Task to carry out:
Check each line of the entries below for the word "Result", and copy the lines that have it.

Input records:
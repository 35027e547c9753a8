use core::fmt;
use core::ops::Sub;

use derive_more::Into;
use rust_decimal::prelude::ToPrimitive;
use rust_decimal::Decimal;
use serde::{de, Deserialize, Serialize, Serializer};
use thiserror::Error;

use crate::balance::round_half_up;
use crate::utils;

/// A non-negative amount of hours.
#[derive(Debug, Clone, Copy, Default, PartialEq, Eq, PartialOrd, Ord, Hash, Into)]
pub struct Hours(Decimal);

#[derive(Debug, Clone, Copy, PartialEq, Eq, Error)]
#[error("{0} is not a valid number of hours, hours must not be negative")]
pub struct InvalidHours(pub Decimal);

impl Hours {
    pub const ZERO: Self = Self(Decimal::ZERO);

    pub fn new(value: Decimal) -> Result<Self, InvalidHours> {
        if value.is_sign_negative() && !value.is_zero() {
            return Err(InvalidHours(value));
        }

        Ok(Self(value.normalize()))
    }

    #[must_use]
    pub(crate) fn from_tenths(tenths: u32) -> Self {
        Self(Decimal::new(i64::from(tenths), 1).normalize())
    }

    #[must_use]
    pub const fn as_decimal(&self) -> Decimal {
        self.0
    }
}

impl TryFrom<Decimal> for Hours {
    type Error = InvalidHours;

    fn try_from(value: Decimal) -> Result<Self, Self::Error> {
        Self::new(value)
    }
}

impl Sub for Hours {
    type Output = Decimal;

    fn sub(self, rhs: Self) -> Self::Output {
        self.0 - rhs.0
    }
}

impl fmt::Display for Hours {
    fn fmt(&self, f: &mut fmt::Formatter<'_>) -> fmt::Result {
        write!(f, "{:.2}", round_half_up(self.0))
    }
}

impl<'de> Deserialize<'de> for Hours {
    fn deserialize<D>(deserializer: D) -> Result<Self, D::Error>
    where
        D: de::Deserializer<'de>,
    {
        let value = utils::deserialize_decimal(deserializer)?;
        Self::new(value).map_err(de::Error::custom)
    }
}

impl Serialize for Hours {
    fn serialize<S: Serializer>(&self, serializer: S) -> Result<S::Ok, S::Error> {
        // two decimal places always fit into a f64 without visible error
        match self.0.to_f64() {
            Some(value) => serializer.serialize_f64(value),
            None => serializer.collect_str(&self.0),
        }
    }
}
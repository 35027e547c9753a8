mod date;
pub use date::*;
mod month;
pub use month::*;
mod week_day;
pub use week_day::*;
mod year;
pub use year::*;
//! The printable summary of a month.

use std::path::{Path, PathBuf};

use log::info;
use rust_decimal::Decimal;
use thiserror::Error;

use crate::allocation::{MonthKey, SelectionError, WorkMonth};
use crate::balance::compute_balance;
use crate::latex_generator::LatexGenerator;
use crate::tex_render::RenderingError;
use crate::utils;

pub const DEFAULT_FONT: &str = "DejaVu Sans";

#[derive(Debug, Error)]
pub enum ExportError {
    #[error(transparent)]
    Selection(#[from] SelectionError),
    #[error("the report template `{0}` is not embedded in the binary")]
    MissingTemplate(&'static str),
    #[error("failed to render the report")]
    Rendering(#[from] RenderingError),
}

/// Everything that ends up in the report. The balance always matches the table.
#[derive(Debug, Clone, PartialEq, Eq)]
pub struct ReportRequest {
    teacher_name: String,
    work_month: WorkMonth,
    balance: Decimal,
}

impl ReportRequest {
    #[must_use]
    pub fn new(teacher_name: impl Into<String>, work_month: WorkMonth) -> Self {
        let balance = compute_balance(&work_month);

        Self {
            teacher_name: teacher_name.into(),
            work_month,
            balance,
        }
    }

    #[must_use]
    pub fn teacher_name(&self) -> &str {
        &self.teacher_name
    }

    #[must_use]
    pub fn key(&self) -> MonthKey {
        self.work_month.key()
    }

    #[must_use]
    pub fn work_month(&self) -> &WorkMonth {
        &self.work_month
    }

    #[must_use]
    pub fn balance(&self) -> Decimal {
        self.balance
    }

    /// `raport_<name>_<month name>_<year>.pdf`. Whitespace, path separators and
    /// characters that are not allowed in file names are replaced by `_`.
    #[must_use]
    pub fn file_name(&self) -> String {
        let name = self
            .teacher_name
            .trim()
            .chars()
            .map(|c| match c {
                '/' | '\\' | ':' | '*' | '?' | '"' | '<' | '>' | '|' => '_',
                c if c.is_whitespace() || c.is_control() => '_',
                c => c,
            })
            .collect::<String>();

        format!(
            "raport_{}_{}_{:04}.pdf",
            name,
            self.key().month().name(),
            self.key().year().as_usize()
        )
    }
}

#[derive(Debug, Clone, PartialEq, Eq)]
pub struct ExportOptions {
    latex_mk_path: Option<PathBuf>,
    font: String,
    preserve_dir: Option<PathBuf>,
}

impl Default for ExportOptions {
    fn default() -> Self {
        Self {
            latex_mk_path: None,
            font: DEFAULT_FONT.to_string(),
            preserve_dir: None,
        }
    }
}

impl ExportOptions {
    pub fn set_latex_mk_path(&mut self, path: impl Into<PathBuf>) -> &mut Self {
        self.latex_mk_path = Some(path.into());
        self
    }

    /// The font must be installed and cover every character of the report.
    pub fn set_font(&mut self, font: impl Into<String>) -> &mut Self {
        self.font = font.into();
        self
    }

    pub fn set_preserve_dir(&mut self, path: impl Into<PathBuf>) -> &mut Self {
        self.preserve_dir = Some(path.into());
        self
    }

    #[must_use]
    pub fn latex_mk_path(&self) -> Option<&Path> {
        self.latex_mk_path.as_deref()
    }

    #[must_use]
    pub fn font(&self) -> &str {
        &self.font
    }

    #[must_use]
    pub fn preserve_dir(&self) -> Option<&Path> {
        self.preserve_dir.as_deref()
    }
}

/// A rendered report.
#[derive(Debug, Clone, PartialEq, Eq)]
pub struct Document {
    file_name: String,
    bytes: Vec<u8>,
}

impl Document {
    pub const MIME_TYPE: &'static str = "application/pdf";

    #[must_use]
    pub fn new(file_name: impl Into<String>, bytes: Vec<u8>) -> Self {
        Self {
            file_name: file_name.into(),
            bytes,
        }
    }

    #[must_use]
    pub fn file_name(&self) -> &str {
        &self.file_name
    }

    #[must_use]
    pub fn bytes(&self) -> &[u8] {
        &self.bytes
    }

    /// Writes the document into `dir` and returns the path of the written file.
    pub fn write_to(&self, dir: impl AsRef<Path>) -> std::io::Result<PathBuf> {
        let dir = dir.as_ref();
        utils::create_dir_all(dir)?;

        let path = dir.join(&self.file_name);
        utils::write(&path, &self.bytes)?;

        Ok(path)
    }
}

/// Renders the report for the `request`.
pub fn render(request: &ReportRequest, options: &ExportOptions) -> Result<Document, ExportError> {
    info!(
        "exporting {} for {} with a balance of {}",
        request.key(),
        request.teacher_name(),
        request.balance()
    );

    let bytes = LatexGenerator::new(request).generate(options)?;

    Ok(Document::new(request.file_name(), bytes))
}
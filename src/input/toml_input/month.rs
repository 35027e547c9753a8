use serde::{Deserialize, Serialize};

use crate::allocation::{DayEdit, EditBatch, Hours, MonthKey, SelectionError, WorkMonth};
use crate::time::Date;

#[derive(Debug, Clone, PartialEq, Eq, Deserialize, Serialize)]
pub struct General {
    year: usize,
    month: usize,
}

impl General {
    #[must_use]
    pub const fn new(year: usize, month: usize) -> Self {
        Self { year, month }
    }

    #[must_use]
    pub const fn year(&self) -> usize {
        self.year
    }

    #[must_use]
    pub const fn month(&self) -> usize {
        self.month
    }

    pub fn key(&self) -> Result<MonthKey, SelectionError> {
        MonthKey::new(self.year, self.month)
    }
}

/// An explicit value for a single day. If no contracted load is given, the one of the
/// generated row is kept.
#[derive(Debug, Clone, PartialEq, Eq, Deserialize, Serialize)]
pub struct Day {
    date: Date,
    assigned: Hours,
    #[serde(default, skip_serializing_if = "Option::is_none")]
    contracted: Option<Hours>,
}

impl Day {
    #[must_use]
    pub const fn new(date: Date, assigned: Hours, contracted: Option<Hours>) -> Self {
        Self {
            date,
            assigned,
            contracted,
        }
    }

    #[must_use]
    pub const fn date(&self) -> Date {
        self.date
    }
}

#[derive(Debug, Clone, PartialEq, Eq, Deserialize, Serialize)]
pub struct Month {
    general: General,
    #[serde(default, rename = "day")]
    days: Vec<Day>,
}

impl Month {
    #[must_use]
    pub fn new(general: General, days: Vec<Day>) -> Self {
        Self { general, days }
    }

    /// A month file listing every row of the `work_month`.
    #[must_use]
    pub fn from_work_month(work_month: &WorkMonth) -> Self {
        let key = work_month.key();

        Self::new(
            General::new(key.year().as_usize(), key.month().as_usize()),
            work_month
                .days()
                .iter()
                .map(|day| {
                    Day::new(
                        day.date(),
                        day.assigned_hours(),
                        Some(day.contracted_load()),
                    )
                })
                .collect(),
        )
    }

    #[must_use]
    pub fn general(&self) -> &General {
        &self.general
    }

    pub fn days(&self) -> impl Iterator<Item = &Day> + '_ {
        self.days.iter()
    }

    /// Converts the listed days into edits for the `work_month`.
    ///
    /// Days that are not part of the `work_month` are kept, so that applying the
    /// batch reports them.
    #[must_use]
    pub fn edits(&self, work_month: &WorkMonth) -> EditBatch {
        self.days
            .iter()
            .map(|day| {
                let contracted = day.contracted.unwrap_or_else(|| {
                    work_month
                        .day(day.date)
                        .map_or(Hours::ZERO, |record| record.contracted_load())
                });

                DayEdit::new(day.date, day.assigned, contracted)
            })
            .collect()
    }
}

Response box:
    pub fn new(value: Decimal) -> Result<Self, InvalidHours> {
    fn try_from(value: Decimal) -> Result<Self, Self::Error> {
    fn fmt(&self, f: &mut fmt::Formatter<'_>) -> fmt::Result {
    fn deserialize<D>(deserializer: D) -> Result<Self, D::Error>
    fn serialize<S: Serializer>(&self, serializer: S) -> Result<S::Ok, S::Error> {
    pub fn write_to(&self, dir: impl AsRef<Path>) -> std::io::Result<PathBuf> {
pub fn render(request: &ReportRequest, options: &ExportOptions) -> Result<Document, ExportError> {
    pub fn key(&self) -> Result<MonthKey, SelectionError> {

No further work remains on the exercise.